/// Function type payload
#[derive(Debug, Clone, PartialEq)]
pub struct FunctionInfo {
    pub args: Vec<TypeId>,
    pub rets: Vec<TypeId>,
    pub variadic: bool,
}

/// One specialization of a polymorphic function
#[derive(Debug, Clone)]
pub struct PolyEval {
    /// Argument-type key this eval was instantiated for
    pub key: Vec<TypeId>,
    /// The specialized (cloned and re-analyzed) function node
    pub node: NodeId,
    /// The concrete function type of the specialization
    pub ty: TypeId,
    /// The mangled name the emitter uses for this specialization
    pub name: String,
}

/// Polymorphic function payload. Evals are ordered; lookup returns the
/// first exact key match (first-registered wins).
#[derive(Debug, Clone, Default)]
pub struct PolyInfo {
    pub args: Vec<TypeId>,
    pub rets: Vec<TypeId>,
    pub evals: Vec<PolyEval>,
}

/// Generic type payload: not a concrete type until invoked
#[derive(Debug, Clone)]
pub struct GenericInfo {
    pub name: String,
    pub params: Vec<String>,
    pub node: NodeId,
    /// Materialized instantiations, keyed by argument tuple
    pub cache: Vec<(Vec<TypeId>, TypeId)>,
    /// Set while an instantiation is in progress, to detect cycles
    pub expanding: bool,
}

/// The kind of a type
#[derive(Debug, Clone)]
pub enum TypeKind {
    Int(IntKind),
    Uint(IntKind),
    Float(FloatKind),
    Boolean,
    Character,
    String,
    Cstring,
    /// Pointer; `None` is the generic untyped pointer
    Pointer(Option<TypeId>),
    Nilptr,
    Niltype,
    Any,
    Void,
    /// Placeholder argument type of polymorphic functions
    Auto,
    /// The type of types (what a `@T` expression evaluates to)
    TypeType,
    /// Type of values that only exist at compile time
    Comptime,
    Array { elem: TypeId, len: u64 },
    Record(RecordInfo),
    Union(UnionInfo),
    Enum(EnumInfo),
    Function(FunctionInfo),
    Polyfunction(PolyInfo),
    Generic(GenericInfo),
    Optional(TypeId),
}

/// An interned type
#[derive(Debug, Clone)]
pub struct Type {
    pub kind: TypeKind,
    /// Stable identifier used as the C name; the intern key
    pub codename: String,
    /// Declared nickname (type symbol name), preferred for display
    pub nickname: Option<String>,
}

/// Handles to the pre-interned primitive types
#[derive(Debug, Clone, Copy)]
pub struct PrimTypes {
    pub int8: TypeId,
    pub int16: TypeId,
    pub int32: TypeId,
    pub int64: TypeId,
    pub isize: TypeId,
    pub uint8: TypeId,
    pub uint16: TypeId,
    pub uint32: TypeId,
    pub uint64: TypeId,
    pub usize: TypeId,
    pub float32: TypeId,
    pub float64: TypeId,
    pub float128: TypeId,
    pub boolean: TypeId,
    pub character: TypeId,
    pub string: TypeId,
    pub cstring: TypeId,
    pub pointer: TypeId,
    pub nilptr: TypeId,
    pub niltype: TypeId,
    pub any: TypeId,
    pub void: TypeId,
    pub auto: TypeId,
    pub typetype: TypeId,
    pub comptime: TypeId,
}

/// The type registry: the single owner of all interned types
#[derive(Debug)]
pub struct TypeRegistry {
    types: Vec<Type>,
    by_codename: HashMap<String, TypeId>,
    pub prims: PrimTypes,
    /// Counter minting unique codenames for anonymous user types
    anon_counter: u32,
}
//! External C toolchain driver
//!
//! Hands the emitted C file to the configured C compiler and reports the
//! produced artifact. The generated C carries a one-line hash of
//! (source, compiler signature, flags) in its header; when an existing
//! output matches that hash the artifact is reused instead of re-invoking
//! the toolchain.

use crate::config::{Config, LinkKind};
use crate::errors::{CompileError, CompileResult};
use std::path::{Path, PathBuf};
use std::process::Command;

/// The produced output of a toolchain invocation
#[derive(Debug, Clone)]
pub struct BuildArtifact {
    pub path: PathBuf,
    pub executable: bool,
}

/// FNV-1a hash of the inputs that affect the produced binary
pub fn cache_hash(source: &str, compiler_signature: &str, flags: &str) -> String {
    let mut hash: u64 = 0xcbf29ce484222325;
    for part in [source, "\0", compiler_signature, "\0", flags] {
        for byte in part.bytes() {
            hash ^= byte as u64;
            hash = hash.wrapping_mul(0x100000001b3);
        }
    }
    format!("{:016x}", hash)
}

/// Identify the configured compiler (first line of `--version`, falling
/// back to the command name)
pub fn compiler_signature(cc: &str) -> String {
    Command::new(cc)
        .arg("--version")
        .output()
        .ok()
        .and_then(|out| {
            let text = String::from_utf8_lossy(&out.stdout).into_owned();
            text.lines().next().map(str::to_string)
        })
        .unwrap_or_else(|| cc.to_string())
}

/// Whether a previously generated C file carries the same cache hash
pub fn cache_valid(cfile: &Path, hash: &str) -> bool {
    match std::fs::read_to_string(cfile) {
        Ok(text) => text
            .lines()
            .next()
            .map_or(false, |line| line.contains(&format!("cache:{}", hash))),
        Err(_) => false,
    }
}

/// Invoke the external C compiler on a generated C file
pub fn compile(config: &Config, c_path: &Path, out_path: &Path) -> CompileResult<BuildArtifact> {
    let mut cmd = Command::new(&config.cc);
    match config.link {
        LinkKind::Executable => {}
        LinkKind::Shared => {
            cmd.arg("-shared").arg("-fPIC");
        }
        LinkKind::Static => {
            cmd.arg("-c");
        }
    }
    cmd.arg(c_path);
    for flag in config.cflags.split_whitespace() {
        cmd.arg(flag);
    }
    cmd.arg("-o").arg(out_path);

    if config.verbose {
        eprintln!("toolchain: {:?}", cmd);
    }

    let output = cmd
        .output()
        .map_err(|e| CompileError::toolchain(format!("failed to run `{}`: {}", config.cc, e)))?;
    if !output.status.success() {
        let stderr = String::from_utf8_lossy(&output.stderr);
        return Err(CompileError::toolchain(format!(
            "`{}` exited with {}:\n{}",
            config.cc,
            output.status,
            stderr.trim_end()
        )));
    }
    Ok(BuildArtifact {
        path: out_path.to_path_buf(),
        executable: config.link == LinkKind::Executable,
    })
}

#[cfg(test)]
mod tests {
    use super::*;

    #[test]
    fn test_cache_hash_is_stable_and_sensitive() {
        let a = cache_hash("return 1", "cc 1.0", "-O2");
        let b = cache_hash("return 1", "cc 1.0", "-O2");
        assert_eq!(a, b);
        assert_ne!(a, cache_hash("return 2", "cc 1.0", "-O2"));
        assert_ne!(a, cache_hash("return 1", "cc 2.0", "-O2"));
        assert_ne!(a, cache_hash("return 1", "cc 1.0", "-O3"));
    }

    #[test]
    fn test_cache_valid_reads_header() {
        let dir = std::env::temp_dir().join("nelua_toolchain_test");
        let _ = std::fs::create_dir_all(&dir);
        let path = dir.join("cached.c");
        std::fs::write(&path, "/* generated by nelua 0.1.0 cache:abc123 */\n").unwrap();
        assert!(cache_valid(&path, "abc123"));
        assert!(!cache_valid(&path, "ffffff"));
        assert!(!cache_valid(&dir.join("missing.c"), "abc123"));
    }
}
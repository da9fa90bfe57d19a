//! Segment row builder.
//!
//! [`SegmentProcessor`] turns the segments of one block into rows, lazily.
//! Callers drive it with a pull protocol:
//!
//! ```text
//! while processor.has_more_data() {
//!     processor.prepare_next(refs, context)?;
//!     if processor.has_next() {
//!         if let Some(row) = processor.get_next(refs, context)? { ... }
//!     }
//! }
//! ```
//!
//! `get_next` may return `None` when an advance only did bookkeeping
//! (markers, anchors, empty evaluations). The processor is `Clone`; a clone
//! continues independently from the same position.

use std::mem;
use std::rc::Rc;

use crate::context::Context;
use crate::error::{Error, Result};
use crate::formatter::FormatterContext;
use crate::model::{
    char_len, fill, ListItem, ListStyle, MarginProperties, Marker, Row, RowBuilder,
    RowDataProperties, Segment, Side, TextProperties,
};
use crate::refs::CrossReferences;
use crate::translate::{AggregatedResult, TranslationRequest, TranslatorResult};

use super::leader::LeaderManager;

const SOFT_HYPHEN: char = '\u{00AD}';
const BRAILLE_BLANK: char = '\u{2800}';

/// Immutable inputs shared between snapshots.
#[derive(Debug)]
struct Settings {
    fcontext: Rc<FormatterContext>,
    rdp: Rc<RowDataProperties>,
    left_margin: MarginProperties,
    right_margin: MarginProperties,
    flow_width: usize,
    available: usize,
}

/// Produces the rows of one block's segments.
#[derive(Debug, Clone)]
pub struct SegmentProcessor {
    settings: Rc<Settings>,
    segments: Rc<[Segment]>,
    significant_content: bool,
    segment_index: usize,
    current: Option<CurrentResult>,
    closed: bool,
    current_row: Option<RowBuilder>,
    group_markers: Vec<Marker>,
    group_anchors: Vec<String>,
    after_leader: Option<AggregatedResult>,
    leader_manager: LeaderManager,
    list_item: Option<ListItem>,
    force_count: usize,
    min_left: usize,
    min_right: usize,
    empty: bool,
}

impl SegmentProcessor {
    /// Create a processor for a block's segments.
    ///
    /// Leading markers and anchors are collected right away and exposed
    /// through [`group_markers`](Self::group_markers) and
    /// [`group_anchors`](Self::group_anchors) until the first row is flushed.
    pub fn new(
        segments: Rc<[Segment]>,
        flow_width: usize,
        rdp: Rc<RowDataProperties>,
        fcontext: Rc<FormatterContext>,
        refs: &mut dyn CrossReferences,
        context: &Context,
    ) -> Result<Self> {
        let space = fcontext.space_char();
        let left_margin = rdp.left_margin.build(Side::Left, space);
        let right_margin = rdp.right_margin.build(Side::Right, space);
        let available = flow_width.saturating_sub(right_margin.len());
        let significant_content =
            segments.iter().any(|s| s.could_produce_row(context)) || rdp.underline.is_some();
        let list_item = rdp.list_item.clone();

        let mut processor = Self {
            settings: Rc::new(Settings {
                fcontext,
                rdp,
                left_margin,
                right_margin,
                flow_width,
                available,
            }),
            segments,
            significant_content,
            segment_index: 0,
            current: None,
            closed: false,
            current_row: None,
            group_markers: Vec::new(),
            group_anchors: Vec::new(),
            after_leader: None,
            leader_manager: LeaderManager::new(),
            list_item,
            force_count: 0,
            min_left: flow_width,
            min_right: flow_width,
            empty: true,
        };
        processor.collect_group_items(refs, context)?;
        Ok(processor)
    }

    /// Start over from the first segment.
    pub fn reset(&mut self, refs: &mut dyn CrossReferences, context: &Context) -> Result<()> {
        let flow_width = self.settings.flow_width;
        self.segment_index = 0;
        self.current = None;
        self.closed = false;
        self.current_row = None;
        self.group_markers.clear();
        self.group_anchors.clear();
        self.after_leader = None;
        self.leader_manager.discard_all();
        self.list_item = self.settings.rdp.list_item.clone();
        self.force_count = 0;
        self.min_left = flow_width;
        self.min_right = flow_width;
        self.empty = true;
        self.collect_group_items(refs, context)
    }

    fn collect_group_items(&mut self, refs: &mut dyn CrossReferences, context: &Context) -> Result<()> {
        self.next_row(false, refs, context).map(|_| ())
    }

    /// Check if the segments can produce any row.
    pub fn has_significant_content(&self) -> bool {
        self.significant_content
    }

    /// Markers seen before the first row was opened.
    pub fn group_markers(&self) -> &[Marker] {
        &self.group_markers
    }

    /// Anchors seen before the first row was opened.
    pub fn group_anchors(&self) -> &[String] {
        &self.group_anchors
    }

    /// Number of forced (mid-word) breaks so far.
    pub fn force_count(&self) -> usize {
        self.force_count
    }

    /// True until the first row has been flushed.
    pub fn is_empty(&self) -> bool {
        self.empty
    }

    /// Smallest unused space left of the text over the rows flushed so far.
    pub fn unused_left(&self) -> usize {
        self.min_left
    }

    /// Smallest unused space right of the text over the rows flushed so far.
    pub fn unused_right(&self) -> usize {
        self.min_right
    }

    /// Check if there is anything left to process.
    pub fn has_more_data(&self) -> bool {
        self.has_segments()
            || !self.closed
            || self.current.as_ref().is_some_and(|cr| cr.has_next(self))
    }

    fn has_segments(&self) -> bool {
        self.segment_index < self.segments.len()
    }

    /// Advance to the next result. Does nothing if one is already prepared.
    pub fn prepare_next(&mut self, refs: &mut dyn CrossReferences, context: &Context) -> Result<()> {
        if !self.has_more_data() {
            return Err(Error::protocol("no more segment data"));
        }
        if !self.has_next() {
            if !self.has_segments() && !self.closed {
                self.closed = true;
                let leader = self.layout_leader()?;
                self.current = Some(CurrentResult::Close {
                    leader,
                    do_flush: true,
                    do_underline: self.settings.rdp.underline.is_some(),
                });
            } else {
                self.current = self.load_next_segment(refs, context)?;
            }
        }
        Ok(())
    }

    /// Check if a prepared result is ready.
    pub fn has_next(&self) -> bool {
        self.current.as_ref().is_some_and(|cr| cr.has_next(self))
    }

    /// Take the next row, or `None` if only bookkeeping was done.
    pub fn get_next(&mut self, refs: &mut dyn CrossReferences, context: &Context) -> Result<Option<Row>> {
        self.next_row(true, refs, context)
    }

    fn next_row(
        &mut self,
        produce_row: bool,
        refs: &mut dyn CrossReferences,
        context: &Context,
    ) -> Result<Option<Row>> {
        loop {
            if let Some(mut cr) = self.current.take() {
                if cr.has_next(self) {
                    let ret = cr.process(self);
                    if cr.has_next(self) {
                        self.current = Some(cr);
                    }
                    if let Some(row) = ret? {
                        if !produce_row {
                            return Err(Error::Internal(
                                "a segment that cannot start a row produced one".into(),
                            ));
                        }
                        return Ok(Some(row));
                    }
                    continue;
                }
            }
            if !self.has_more_data() {
                return Ok(None);
            }
            if !produce_row && self.could_trigger_new_row(context) {
                return Ok(None);
            }
            self.prepare_next(refs, context)?;
        }
    }

    /// Check if the next step could start a new row, without advancing.
    pub fn could_trigger_new_row(&self, context: &Context) -> bool {
        match self.segments.get(self.segment_index) {
            Some(segment) => segment.could_produce_row(context),
            None => {
                !self.closed
                    && (self.current_row.is_some()
                        || (!self.empty && self.settings.rdp.underline.is_some())
                        || self.leader_manager.has_leader())
            }
        }
    }

    fn load_next_segment(
        &mut self,
        refs: &mut dyn CrossReferences,
        context: &Context,
    ) -> Result<Option<CurrentResult>> {
        let segments = Rc::clone(&self.segments);
        let segment = &segments[self.segment_index];
        self.segment_index += 1;
        match segment {
            Segment::NewLine => Ok(Some(CurrentResult::NewLine {
                leader: self.layout_leader()?,
                new_line: true,
            })),
            Segment::Text {
                text,
                properties,
                attributes,
            } => {
                let request = self
                    .text_request(text, properties)
                    .with_attributes(attributes.clone());
                self.layout_request(request)
            }
            Segment::Leader(leader) => {
                let ret = if self.leader_manager.has_leader() {
                    self.layout_leader()?.map(CurrentResult::Content)
                } else {
                    None
                };
                self.leader_manager.add_leader(leader.clone());
                Ok(ret)
            }
            Segment::Reference {
                ref_id,
                numeral_style,
            } => {
                let request = match refs.page_number(ref_id) {
                    Some(page) => TranslationRequest::text(
                        self.settings.fcontext.config().fold_case(&numeral_style.format(page)),
                    ),
                    None => {
                        log::debug!("unresolved reference to {}", ref_id);
                        TranslationRequest::text(
                            self.settings.fcontext.config().unresolved_placeholder.clone(),
                        )
                    }
                };
                self.layout_request(request)
            }
            Segment::Evaluate {
                expression,
                properties,
            } => {
                let text = expression.render(context);
                if text.is_empty() {
                    return Ok(None);
                }
                let request = self.text_request(&text, properties);
                self.layout_request(request)
            }
            Segment::Marker(marker) => {
                self.apply_marker(marker.clone());
                Ok(None)
            }
            Segment::Anchor { id } => {
                self.apply_anchor(id.clone());
                Ok(None)
            }
        }
    }

    fn text_request(&self, text: &str, properties: &TextProperties) -> TranslationRequest {
        TranslationRequest::text(self.settings.fcontext.config().fold_case(text))
            .with_locale(properties.locale.clone())
            .with_hyphenate(properties.hyphenate)
    }

    fn layout_request(&mut self, request: TranslationRequest) -> Result<Option<CurrentResult>> {
        let chunks = self.settings.fcontext.translator().translate(&request)?;
        if self.leader_manager.has_leader() {
            self.after_leader
                .get_or_insert_with(AggregatedResult::new)
                .add_result(chunks);
            Ok(None)
        } else {
            Ok(Some(CurrentResult::Content(ContentResult::new(chunks))))
        }
    }

    /// Result resolving the pending leader over whatever followed it.
    fn layout_leader(&mut self) -> Result<Option<ContentResult>> {
        if !self.leader_manager.has_leader() {
            return Ok(None);
        }
        let chunks: Box<dyn TranslatorResult> = match self.after_leader.take() {
            Some(aggregate) => Box::new(aggregate),
            None => self
                .settings
                .fcontext
                .translator()
                .translate(&TranslationRequest::text(""))?,
        };
        Ok(Some(ContentResult::new(chunks)))
    }

    fn apply_marker(&mut self, marker: Marker) {
        if self.leader_manager.has_leader() {
            self.after_leader
                .get_or_insert_with(AggregatedResult::new)
                .add_marker(marker);
        } else if let Some(row) = self.current_row.as_mut() {
            row.add_marker(marker);
        } else {
            self.group_markers.push(marker);
        }
    }

    fn apply_anchor(&mut self, anchor: String) {
        if self.leader_manager.has_leader() {
            self.after_leader
                .get_or_insert_with(AggregatedResult::new)
                .add_anchor(anchor);
        } else if let Some(row) = self.current_row.as_mut() {
            row.add_anchor(anchor);
        } else {
            self.group_anchors.push(anchor);
        }
    }

    fn new_current_row(&mut self, left: MarginProperties, right: MarginProperties) {
        self.current_row = Some(self.settings.rdp.configure_new_empty_row_builder(left, right));
    }

    fn flush_current_row(&mut self) -> Result<Row> {
        let builder = self
            .current_row
            .take()
            .ok_or_else(|| Error::protocol("no open row to flush"))?;
        let mut row = builder.build();
        if self.empty {
            row = row.with_leading(
                mem::take(&mut self.group_markers),
                mem::take(&mut self.group_anchors),
            );
            self.empty = false;
        }

        let flow_width = self.settings.flow_width;
        let width = row.width();
        let left = row.left_margin().len();
        let space = flow_width.saturating_sub(width + left + row.right_margin().len());
        let left = left + row.alignment().offset(space);
        let right = flow_width.saturating_sub(width + left);
        self.min_left = self.min_left.min(left);
        self.min_right = self.min_right.min(right);
        Ok(row)
    }

    fn underline_row(&self) -> Result<Row> {
        let settings = &self.settings;
        let pattern = settings.rdp.underline.as_deref().unwrap_or_default();
        let left_len = settings.left_margin.len();
        let right_len = settings.right_margin.len();
        if self.min_left < left_len || self.min_right < right_len {
            return Err(Error::Internal(format!(
                "underline does not fit: unused {}/{} is less than margins {}/{}",
                self.min_left, self.min_right, left_len, right_len
            )));
        }
        let space = settings.fcontext.space_char().to_string();
        let mut text = fill(&space, self.min_left - left_len);
        text.push_str(&fill(
            pattern,
            settings
                .flow_width
                .saturating_sub(self.min_left + self.min_right),
        ));
        Ok(Row::builder(text)
            .left_margin(settings.left_margin.clone())
            .right_margin(settings.right_margin.clone())
            .adjusted_for_margin(true)
            .build())
    }

    fn pre_text(&self, before: &str, total_indent: usize) -> String {
        let pad = total_indent.saturating_sub(char_len(before));
        let mut text = before.to_string();
        text.push_str(&fill(&self.settings.fcontext.space_char().to_string(), pad));
        text
    }
}
impl PageSequenceBuilder {
    /// Create a builder for `section`.
    ///
    /// `page_offset` is the index of the first page, so its number is
    /// `page_offset + 1`. `global_start_index` counts the pages produced
    /// before this section.
    pub fn new(
        section: &BlockSequence,
        sequence: usize,
        global_start_index: usize,
        page_offset: usize,
        fcontext: Rc<FormatterContext>,
        refs: &mut dyn CrossReferences,
        context: &Context,
    ) -> Result<Self> {
        let master = Rc::clone(&section.master);
        let area = PageAreaContent::new(&master, &fcontext, refs, context)?;
        let resolver = Rc::new(DefaultFieldResolver::new(
            Rc::clone(&master),
            context.clone(),
            fcontext.config().clone(),
        ));
        Ok(Self {
            fcontext,
            master,
            blocks: section.blocks.clone().into(),
            resolver,
            area: Rc::new(area),
            context: context.clone(),
            sequence,
            global_start_index,
            page_offset,
            pages_produced: 0,
            block_index: 0,
            cursor: None,
            carry: None,
            pending_area: Vec::new(),
            inherited_markers: Vec::new(),
            inherited_anchors: Vec::new(),
        })
    }

    /// Use another resolver for header and footer fields.
    pub fn with_field_resolver(mut self, resolver: Rc<dyn FieldResolver>) -> Self {
        self.resolver = resolver;
        self
    }

    pub fn master(&self) -> &Rc<LayoutMaster> {
        &self.master
    }

    /// Check if another page is available.
    pub fn has_next(&self) -> bool {
        self.cursor.is_some()
            || self.carry.is_some()
            || !self.pending_area.is_empty()
            || self.block_index < self.blocks.len()
    }

    /// Number of pages produced before this section.
    pub fn global_start_index(&self) -> usize {
        self.global_start_index
    }

    /// Index after the last page produced, section offset included.
    pub fn to_index(&self) -> usize {
        self.page_offset + self.pages_produced
    }

    /// Pages produced so far.
    pub fn page_count(&self) -> usize {
        self.pages_produced
    }

    fn space(&self) -> DocumentSpace {
        self.context.space
    }

    /// Fill and return the next page.
    ///
    /// Anchors and block ids on the page are registered with `refs`. When one
    /// of them was read earlier in this pass with another value, the page is
    /// dropped and [`Error::RestartPagination`] is returned.
    pub fn next_page(&mut self, refs: &mut dyn CrossReferences, context: &Context) -> Result<Page> {
        if !self.has_next() {
            return Err(Error::protocol("no more pages in section"));
        }
        let page_index = self.page_offset + self.pages_produced;
        let details = PageDetails::new(page_index, self.pages_produced, self.sequence);
        let ctx = context.at_page(details.page_number());
        let template = self.master.template(details.page_number());
        let spacing = self.master.row_spacing;
        let mut fill = PageFill {
            flow_height: self.master.flow_height(template) as f32,
            spacing,
            static_area: self.area.space_needed(spacing),
            max_area: self.master.page_area.as_ref().map_or(0.0, |a| a.max_height as f32),
            rows: Vec::new(),
            height: 0.0,
            area: mem::take(&mut self.pending_area),
            markers: Vec::new(),
            identifiers: Vec::new(),
            allows_volume_break: true,
            keep_previous_sheets: 0,
            avoid_volume_break_after: None,
        };

        if let Some(carried) = self.carry.take() {
            let blocks = Rc::clone(&self.blocks);
            fill.place(carried.row, &blocks[carried.block_index].properties, carried.first);
        }

        loop {
            if self.cursor.is_none() && !self.open_next_block(&mut fill, refs, &ctx)? {
                break;
            }
            let Some(cursor) = self.cursor.as_mut() else {
                break;
            };
            let block_index = cursor.block_index;
            let first = !cursor.placed;
            let Some((row, kind)) = cursor.next_item(refs, &ctx)? else {
                self.finish_block(&mut fill);
                continue;
            };
            if kind != RowKind::Fixed && (fill.is_empty() || !fill.fits(&row)) {
                continue;
            }
            if let Some(cursor) = self.cursor.as_mut() {
                cursor.placed = true;
            }
            let row = row.with_leading(
                mem::take(&mut self.inherited_markers),
                mem::take(&mut self.inherited_anchors),
            );
            if fill.is_empty() || fill.fits(&row) {
                fill.place(row, &self.blocks[block_index].properties, first);
            } else {
                self.carry = Some(Carried {
                    row,
                    block_index,
                    first,
                });
                break;
            }
        }

        if !self.has_next() {
            fill.markers.append(&mut self.inherited_markers);
            fill.identifiers.append(&mut self.inherited_anchors);
        }
        self.pages_produced += 1;
        self.build_page(details, fill, refs)
    }

    /// Open the next flow block, placing page-area blocks on the way.
    ///
    /// Returns false when the page must end here.
    fn open_next_block(
        &mut self,
        fill: &mut PageFill,
        refs: &mut dyn CrossReferences,
        context: &Context,
    ) -> Result<bool> {
        let blocks = Rc::clone(&self.blocks);
        while self.cursor.is_none() {
            let Some(block) = blocks.get(self.block_index) else {
                return Ok(false);
            };
            self.block_index += 1;

            if block.is_page_area() && self.master.page_area.is_some() {
                let rows = render_rows(
                    std::slice::from_ref(block),
                    self.master.flow_width(),
                    &self.fcontext,
                    refs,
                    context,
                )?;
                let Some((head, tail)) = rows.split_first() else {
                    if let Some(id) = &block.properties.id {
                        fill.identifiers.push(id.clone());
                    }
                    continue;
                };
                // The id travels with the rows in case they move to the next page.
                let mut rows = Vec::with_capacity(tail.len() + 1);
                rows.push(head.clone().with_leading(Vec::new(), block.properties.id.iter().cloned().collect()));
                rows.extend_from_slice(tail);
                if fill.fits_area(&rows) {
                    fill.area.extend(rows);
                } else if fill.area.is_empty() && fill.is_empty() {
                    log::warn!(
                        "page area content of {} rows exceeds the available space",
                        rows.len()
                    );
                    fill.area.extend(rows);
                } else {
                    self.pending_area = rows;
                    return Ok(false);
                }
                continue;
            }

            let bcm = BlockContentManager::new(
                block,
                self.master.flow_width(),
                Rc::clone(&self.fcontext),
                refs,
                context,
            )?;
            let cursor = BlockCursor::new(self.block_index - 1, bcm);
            let mut must_break = false;
            if !fill.is_empty() {
                if block.properties.break_before == BreakBefore::Page {
                    must_break = true;
                } else if block.properties.keep_together {
                    let needed = cursor.remaining_height(refs, context, fill.spacing)?;
                    if !fill.fits_height(needed) && needed <= fill.flow_height {
                        log::debug!("moving block {} to the next page to keep it together", self.block_index - 1);
                        must_break = true;
                    }
                }
            }
            self.cursor = Some(cursor);
            if must_break {
                return Ok(false);
            }
        }
        Ok(true)
    }

    fn finish_block(&mut self, fill: &mut PageFill) {
        let Some(cursor) = self.cursor.take() else {
            return;
        };
        if cursor.bcm.is_empty() {
            self.inherited_markers.extend_from_slice(cursor.bcm.group_markers());
            self.inherited_anchors.extend_from_slice(cursor.bcm.group_anchors());
        }
        if !cursor.placed {
            if let Some(id) = &self.blocks[cursor.block_index].properties.id {
                fill.identifiers.push(id.clone());
            }
        }
    }

    fn build_page(
        &self,
        details: PageDetails,
        fill: PageFill,
        refs: &mut dyn CrossReferences,
    ) -> Result<Page> {
        let mut page = Page::new(
            details,
            Rc::clone(&self.master),
            Rc::clone(&self.fcontext),
            Rc::clone(&self.resolver),
            Rc::clone(&self.area),
        );
        let mut area_anchors = Vec::new();
        for row in &fill.area {
            page.add_markers(row.markers().iter().cloned());
            area_anchors.extend(row.anchors().iter().cloned());
        }
        page.add_to_page_area(fill.area)?;
        for row in fill.rows {
            page.new_row(row)?;
        }
        page.add_markers(fill.markers);
        for id in area_anchors.into_iter().chain(fill.identifiers) {
            page.add_identifier(id);
        }
        page.set_allows_volume_break(fill.allows_volume_break);
        page.set_keep_with_previous_sheets(fill.keep_previous_sheets);
        page.set_avoid_volume_break_after(fill.avoid_volume_break_after);

        let number = page.page_number();
        let mut stale = false;
        for id in page.anchors().iter().chain(page.identifiers()) {
            stale |= refs.set_page_number(id, number);
        }
        if stale {
            log::debug!("page {} resolved a reference read earlier in this pass", number);
            return Err(Error::RestartPagination { space: self.space() });
        }
        log::debug!(
            "section {}: filled page {} with {} rows",
            self.sequence,
            number,
            page.finished_rows().len()
        );
        Ok(page)
    }
}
====
## Required work
Please reproduce exactly the lines above, beginning with the first and ending with the line that contains "#[derive(Debug, Clone, Default)]", and include nothing outside that range.

## Your solution
/// Function type payload
#[derive(Debug, Clone, PartialEq)]
pub struct FunctionInfo {
    pub args: Vec<TypeId>,
    pub rets: Vec<TypeId>,
    pub variadic: bool,
}

/// One specialization of a polymorphic function
#[derive(Debug, Clone)]
pub struct PolyEval {
    /// Argument-type key this eval was instantiated for
    pub key: Vec<TypeId>,
    /// The specialized (cloned and re-analyzed) function node
    pub node: NodeId,
    /// The concrete function type of the specialization
    pub ty: TypeId,
    /// The mangled name the emitter uses for this specialization
    pub name: String,
}

/// Polymorphic function payload. Evals are ordered; lookup returns the
/// first exact key match (first-registered wins).
#[derive(Debug, Clone, Default)]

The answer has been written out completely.